Work order - All that should be output is the block of lines below from the line with "let window_pos = window.outer_position()?;" to the line with "if window_bottom >", both included, exactly as written.

======== Excerpted data

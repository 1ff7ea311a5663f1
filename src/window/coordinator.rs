use anyhow::{anyhow, Result};
use log::debug;
use tauri::{AppHandle, Manager, WebviewWindow};

use crate::capture::SpotlightPoint;

pub const MAIN_LABEL: &str = "main";
pub const POPUP_LABEL: &str = "popup";

/// Popup width never changes; only height and anchor position do.
pub const POPUP_WIDTH: f64 = 420.0;
/// Compact footprint for the horizontal action strip.
pub const STRIP_HEIGHT: f64 = 64.0;

// Height estimation for result text.
const WRAP_CHARS: usize = 52;
const LINE_HEIGHT: f64 = 20.0;
const CONTENT_PADDING: f64 = 32.0;
const ACTION_BAR_HEIGHT: f64 = 44.0;
const MIN_RESULT_HEIGHT: f64 = 120.0;
const MAX_DISPLAY_FRACTION: f64 = 0.8;

const SCREEN_MARGIN: i32 = 10;
const CURSOR_OFFSET: i32 = 20;

/// Estimate the popup height needed for a result text: wrap each line at the
/// fixed character width, multiply by the line height, add padding for the
/// content area and action bar, then clamp between the minimum footprint and
/// 80% of the display height.
pub fn estimate_result_height(text: &str, display_height: f64) -> f64 {
    let lines: usize = text
        .lines()
        .map(|line| {
            let chars = line.chars().count();
            chars.div_ceil(WRAP_CHARS).max(1)
        })
        .sum();

    let raw = lines as f64 * LINE_HEIGHT + CONTENT_PADDING + ACTION_BAR_HEIGHT;
    let cap = (display_height * MAX_DISPLAY_FRACTION).max(MIN_RESULT_HEIGHT);
    raw.clamp(MIN_RESULT_HEIGHT, cap)
}

/// Owns popup geometry: anchor positioning near the trigger point,
/// content-driven height, show/hide.
#[derive(Clone)]
pub struct WindowCoordinator {
    app: AppHandle,
}

impl WindowCoordinator {
    pub fn new(app: AppHandle) -> Self {
        Self { app }
    }

    fn window(&self, label: &str) -> Result<WebviewWindow> {
        self.app
            .get_webview_window(label)
            .ok_or_else(|| anyhow!("no window with label {label}"))
    }

    pub fn set_visible(&self, label: &str, visible: bool) -> Result<()> {
        let window = self.window(label)?;
        if visible {
            window.show()?;
            window.set_focus()?;
        } else {
            window.hide()?;
        }
        Ok(())
    }

    /// Anchor the popup near the trigger point: below-right of the cursor,
    /// flipped above when the bottom edge would overflow, always kept inside
    /// the monitor that contains the point.
    pub fn position_popup(&self, point: SpotlightPoint) -> Result<()> {
        let window = self.window(POPUP_LABEL)?;

        let size = window.outer_size()?;
        let window_width = size.width as i32;
        let window_height = size.height as i32;

        let cursor_x = point.x as i32;
        let cursor_y = point.y as i32;

        let monitors = window.available_monitors()?;
        let target = monitors
            .iter()
            .find(|monitor| {
                let pos = monitor.position();
                let size = monitor.size();
                cursor_x >= pos.x
                    && cursor_x < pos.x + size.width as i32
                    && cursor_y >= pos.y
                    && cursor_y < pos.y + size.height as i32
            })
            .or_else(|| monitors.first())
            .ok_or_else(|| anyhow!("no available monitors"))?;

        let monitor_pos = target.position();
        let monitor_size = target.size();
        let monitor_right = monitor_pos.x + monitor_size.width as i32;
        let monitor_bottom = monitor_pos.y + monitor_size.height as i32;

        let mut popup_x = cursor_x + CURSOR_OFFSET;
        let mut popup_y = cursor_y + CURSOR_OFFSET;

        if popup_x + window_width > monitor_right {
            popup_x = monitor_right - window_width - SCREEN_MARGIN;
        }

        if popup_y + window_height > monitor_bottom {
            // Flip above the cursor; bottom of the monitor as a last resort.
            popup_y = cursor_y - window_height - SCREEN_MARGIN;
            if popup_y < monitor_pos.y + SCREEN_MARGIN {
                popup_y = monitor_bottom - window_height - SCREEN_MARGIN;
            }
        }

        popup_x = popup_x.max(monitor_pos.x + SCREEN_MARGIN);
        popup_y = popup_y.max(monitor_pos.y + SCREEN_MARGIN);

        window.set_position(tauri::Position::Physical(tauri::PhysicalPosition {
            x: popup_x,
            y: popup_y,
        }))?;
        Ok(())
    }

    /// Resize a window, then shift it up if the new size pushed its bottom
    /// edge off the monitor.
    pub fn adjust_size(&self, label: &str, width: f64, height: f64) -> Result<()> {
        let window = self.window(label)?;

        window.set_size(tauri::Size::Logical(tauri::LogicalSize { width, height }))?;

        let monitor = window
            .current_monitor()?
            .ok_or_else(|| anyhow!("no current monitor"))?;
        let monitor_pos = monitor.position();
        let monitor_bottom = monitor_pos.y + monitor.size().height as i32;

        let window_pos = window.outer_position()?;
        let window_size = window.outer_size()?;
        let window_bottom = window_pos.y + window_size.height as i32;

        if window_bottom > monitor_bottom - SCREEN_MARGIN {
            let overflow = window_bottom - (monitor_bottom - SCREEN_MARGIN);
            let safe_y = (window_pos.y - overflow).max(monitor_pos.y + SCREEN_MARGIN);

            window.set_position(tauri::Position::Physical(tauri::PhysicalPosition {
                x: window_pos.x,
                y: safe_y,
            }))?;
            debug!("shifted {label} up to y={safe_y} after resize overflow");
        }

        Ok(())
    }

    /// Back to the compact action-strip footprint.
    pub fn reset_popup(&self) -> Result<()> {
        self.adjust_size(POPUP_LABEL, POPUP_WIDTH, STRIP_HEIGHT)
    }

    /// Grow the popup for a result text, bounded by the current monitor.
    pub fn size_popup_for_result(&self, text: &str) -> Result<()> {
        let window = self.window(POPUP_LABEL)?;
        let display_height = window
            .current_monitor()?
            .map(|monitor| monitor.size().height as f64)
            .unwrap_or(1080.0);

        let height = estimate_result_height(text, display_height);
        self.adjust_size(POPUP_LABEL, POPUP_WIDTH, height)
    }
}

#[cfg(test)]
mod tests {
    use super::*;

    #[test]
    fn one_character_result_gets_the_minimum_footprint() {
        assert_eq!(estimate_result_height("a", 1000.0), MIN_RESULT_HEIGHT);
    }

    #[test]
    fn long_result_clamps_to_eighty_percent_of_display() {
        let text = "x".repeat(3000);
        assert_eq!(estimate_result_height(&text, 1000.0), 800.0);
    }

    #[test]
    fn empty_result_still_has_the_minimum_footprint() {
        assert_eq!(estimate_result_height("", 1000.0), MIN_RESULT_HEIGHT);
    }

    #[test]
    fn height_grows_with_wrapped_lines_between_the_clamps() {
        // 4 lines of 52 chars each: 4 * 20 + 32 + 44 = 156.
        let text = "y".repeat(WRAP_CHARS * 4);
        assert_eq!(estimate_result_height(&text, 1000.0), 156.0);
    }

    #[test]
    fn multiline_text_counts_each_line_separately() {
        // Three short lines wrap to one row each: 3 * 20 + 76 = 136.
        assert_eq!(estimate_result_height("a\nb\nc", 1000.0), 136.0);
    }

    #[test]
    fn tiny_display_never_inverts_the_clamp() {
        let text = "z".repeat(500);
        // 0.8 * 100 < minimum footprint; the cap must win without panicking.
        assert_eq!(estimate_result_height(&text, 100.0), MIN_RESULT_HEIGHT);
    }
}
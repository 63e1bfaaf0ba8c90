//! The message-bus call seam.

use std::time::Duration;

use async_trait::async_trait;
use gridforge_core::TwinId;
use serde_json::Value;

use crate::error::Result;

/// Bus command names understood by nodes.
pub mod commands {
    /// Push a full deployment to a node.
    pub const DEPLOY: &str = "deployment.deploy";
    /// Push an updated deployment to a node.
    pub const UPDATE: &str = "deployment.update";
    /// Fetch the deployment backing a contract.
    pub const GET: &str = "deployment.get";
    /// Delete the deployment backing a contract.
    pub const DELETE: &str = "deployment.delete";
    /// List per-workload change records for a contract.
    pub const CHANGES: &str = "deployment.changes";
    /// Liveness probe.
    pub const PING: &str = "system.ping";
}

/// One round-trip call over the message bus.
///
/// Implementations route the call to the twin's queue and wait up to
/// `timeout` for the reply. The wire protocol is out of scope; tests
/// implement this trait directly.
#[async_trait]
pub trait NodeBus: Send + Sync {
    /// Send `command` with `payload` to `twin` and return the reply.
    ///
    /// # Errors
    ///
    /// Returns `NodeError::Unreachable`/`Timeout` when the twin never
    /// answers, and `NodeError::Rejected` when it answers with a refusal.
    async fn call(
        &self,
        twin: TwinId,
        command: &str,
        payload: Value,
        timeout: Duration,
    ) -> Result<Value>;
}
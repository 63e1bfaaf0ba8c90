//! Signing identities for ledger mutations and deployment signatures.
//!
//! An [`Identity`] is an opaque signing capability: it can report its public
//! key and sign bytes, nothing more. Components that mutate the ledger or
//! sign deployments take an `&dyn Identity` and never see secret material.
//!
//! One implementation exists per signature scheme. [`Ed25519Identity`] is the
//! shipped scheme; additional schemes add a variant to [`SignatureScheme`]
//! and their own implementing type.

use ed25519_dalek::{Signer, SigningKey, Verifier, VerifyingKey};
use rand::RngCore;

use crate::error::{CoreError, Result};
use crate::ids::TwinId;

/// The signature scheme an identity signs with.
#[derive(Debug, Clone, Copy, PartialEq, Eq, Hash)]
pub enum SignatureScheme {
    /// Ed25519 over the raw message bytes.
    Ed25519,
}

/// An opaque signing capability bound to a messaging twin.
///
/// Implementations hold the secret key; callers only ever see the public key
/// and signatures.
pub trait Identity: Send + Sync {
    /// The twin this identity signs on behalf of.
    fn twin_id(&self) -> TwinId;

    /// The scheme signatures are produced under.
    fn scheme(&self) -> SignatureScheme;

    /// The public key bytes for this identity.
    fn public_key(&self) -> Vec<u8>;

    /// Sign a message, returning the raw signature bytes.
    fn sign(&self, message: &[u8]) -> Vec<u8>;

    /// Verify a signature produced by this identity's key.
    fn verify(&self, message: &[u8], signature: &[u8]) -> bool;
}

/// An Ed25519 signing identity.
pub struct Ed25519Identity {
    twin_id: TwinId,
    signing_key: SigningKey,
}

impl Ed25519Identity {
    /// Create an identity from a 32-byte secret seed.
    #[must_use]
    pub fn from_seed(twin_id: TwinId, seed: [u8; 32]) -> Self {
        Self {
            twin_id,
            signing_key: SigningKey::from_bytes(&seed),
        }
    }

    /// Create an identity from a secret seed slice.
    ///
    /// # Errors
    ///
    /// Returns `CoreError::InvalidLength` if the slice is not 32 bytes.
    pub fn from_seed_slice(twin_id: TwinId, seed: &[u8]) -> Result<Self> {
        let bytes: [u8; 32] = seed.try_into().map_err(|_| CoreError::InvalidLength {
            what: "secret seed",
            expected: 32,
            got: seed.len(),
        })?;
        Ok(Self::from_seed(twin_id, bytes))
    }

    /// Generate a fresh identity with a random seed.
    #[must_use]
    pub fn generate(twin_id: TwinId) -> Self {
        let mut seed = [0u8; 32];
        rand::thread_rng().fill_bytes(&mut seed);
        Self::from_seed(twin_id, seed)
    }

    /// The verifying key for this identity.
    #[must_use]
    pub fn verifying_key(&self) -> VerifyingKey {
        self.signing_key.verifying_key()
    }
}

impl std::fmt::Debug for Ed25519Identity {
    fn fmt(&self, f: &mut std::fmt::Formatter<'_>) -> std::fmt::Result {
        // Never print the secret key.
        f.debug_struct("Ed25519Identity")
            .field("twin_id", &self.twin_id)
            .field("public_key", &hex::encode(self.public_key()))
            .finish_non_exhaustive()
    }
}

impl Identity for Ed25519Identity {
    fn twin_id(&self) -> TwinId {
        self.twin_id
    }

    fn scheme(&self) -> SignatureScheme {
        SignatureScheme::Ed25519
    }

    fn public_key(&self) -> Vec<u8> {
        self.signing_key.verifying_key().to_bytes().to_vec()
    }

    fn sign(&self, message: &[u8]) -> Vec<u8> {
        self.signing_key.sign(message).to_bytes().to_vec()
    }

    fn verify(&self, message: &[u8], signature: &[u8]) -> bool {
        let Ok(bytes) = <[u8; 64]>::try_from(signature) else {
            return false;
        };
        let signature = ed25519_dalek::Signature::from_bytes(&bytes);
        self.signing_key
            .verifying_key()
            .verify(message, &signature)
            .is_ok()
    }
}

#[cfg(test)]
mod tests {
    use super::*;

    #[test]
    fn sign_and_verify_roundtrip() {
        let identity = Ed25519Identity::generate(TwinId::new(42));
        let signature = identity.sign(b"deployment challenge");

        assert_eq!(signature.len(), 64);
        assert!(identity.verify(b"deployment challenge", &signature));
        assert!(!identity.verify(b"different message", &signature));
    }

    #[test]
    fn deterministic_from_seed() {
        let a = Ed25519Identity::from_seed(TwinId::new(1), [7u8; 32]);
        let b = Ed25519Identity::from_seed(TwinId::new(1), [7u8; 32]);

        assert_eq!(a.public_key(), b.public_key());
        assert_eq!(a.sign(b"msg"), b.sign(b"msg"));
    }

    #[test]
    fn seed_slice_length_checked() {
        let result = Ed25519Identity::from_seed_slice(TwinId::new(1), &[0u8; 16]);
        assert!(matches!(
            result,
            Err(CoreError::InvalidLength { expected: 32, got: 16, .. })
        ));
    }

    #[test]
    fn garbage_signature_rejected() {
        let identity = Ed25519Identity::generate(TwinId::new(3));
        assert!(!identity.verify(b"msg", &[0u8; 10]));
        assert!(!identity.verify(b"msg", &[0u8; 64]));
    }

    #[test]
    fn debug_hides_secret() {
        let identity = Ed25519Identity::from_seed(TwinId::new(9), [5u8; 32]);
        let output = format!("{identity:?}");
        assert!(output.contains("public_key"));
        assert!(!output.contains("0505050505050505050505050505050505050505050505050505050505050505"));
    }
}
//! The low-level chain RPC seam.
//!
//! This trait abstracts the chain client, allowing for mock implementations
//! in tests. Implementations translate these calls into the chain's RPC
//! protocol; that transport layer is out of scope for this crate.

use async_trait::async_trait;
use gridforge_core::{ContractId, Identity, NodeId, TwinId};
use gridforge_models::{Contract, DeploymentHash};

use crate::error::Result;

/// Low-level chain ledger operations.
#[async_trait]
pub trait ChainApi: Send + Sync {
    /// Create a node contract sized to a deployment.
    ///
    /// # Errors
    ///
    /// Returns an error if the chain call fails or the identity's account
    /// is unknown.
    async fn create_node_contract(
        &self,
        identity: &dyn Identity,
        node_id: NodeId,
        deployment_hash: DeploymentHash,
        public_ips: u32,
    ) -> Result<ContractId>;

    /// Replace the body hash of an existing node contract.
    ///
    /// # Errors
    ///
    /// Returns `LedgerError::ContractNotFound` if the contract is gone.
    async fn update_node_contract(
        &self,
        identity: &dyn Identity,
        contract_id: ContractId,
        deployment_hash: DeploymentHash,
    ) -> Result<ContractId>;

    /// Cancel a contract.
    ///
    /// # Errors
    ///
    /// Returns `LedgerError::ContractNotFound` if the contract is gone.
    async fn cancel_contract(&self, identity: &dyn Identity, contract_id: ContractId)
        -> Result<()>;

    /// Fetch a contract record.
    ///
    /// # Errors
    ///
    /// Returns `LedgerError::ContractNotFound` if the contract does not
    /// exist.
    async fn get_contract(&self, contract_id: ContractId) -> Result<Contract>;

    /// Reserve a globally-unique name.
    ///
    /// # Errors
    ///
    /// Returns an error if the chain call fails or the name is taken by
    /// another twin.
    async fn create_name_contract(&self, identity: &dyn Identity, name: &str)
        -> Result<ContractId>;

    /// Look up the contract currently holding a name reservation.
    ///
    /// Returns `None` if the name is unreserved.
    ///
    /// # Errors
    ///
    /// Returns an error if the chain call fails.
    async fn contract_id_by_name(&self, name: &str) -> Result<Option<ContractId>>;

    /// Resolve a node's messaging twin.
    ///
    /// # Errors
    ///
    /// Returns `LedgerError::NodeNotFound` if the node is unknown.
    async fn node_twin(&self, node_id: NodeId) -> Result<TwinId>;
}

================

Written answer -
        let window_pos = window.outer_position()?;
        let window_size = window.outer_size()?;
        let window_bottom = window_pos.y + window_size.height as i32;

        if window_bottom > monitor_bottom - SCREEN_MARGIN {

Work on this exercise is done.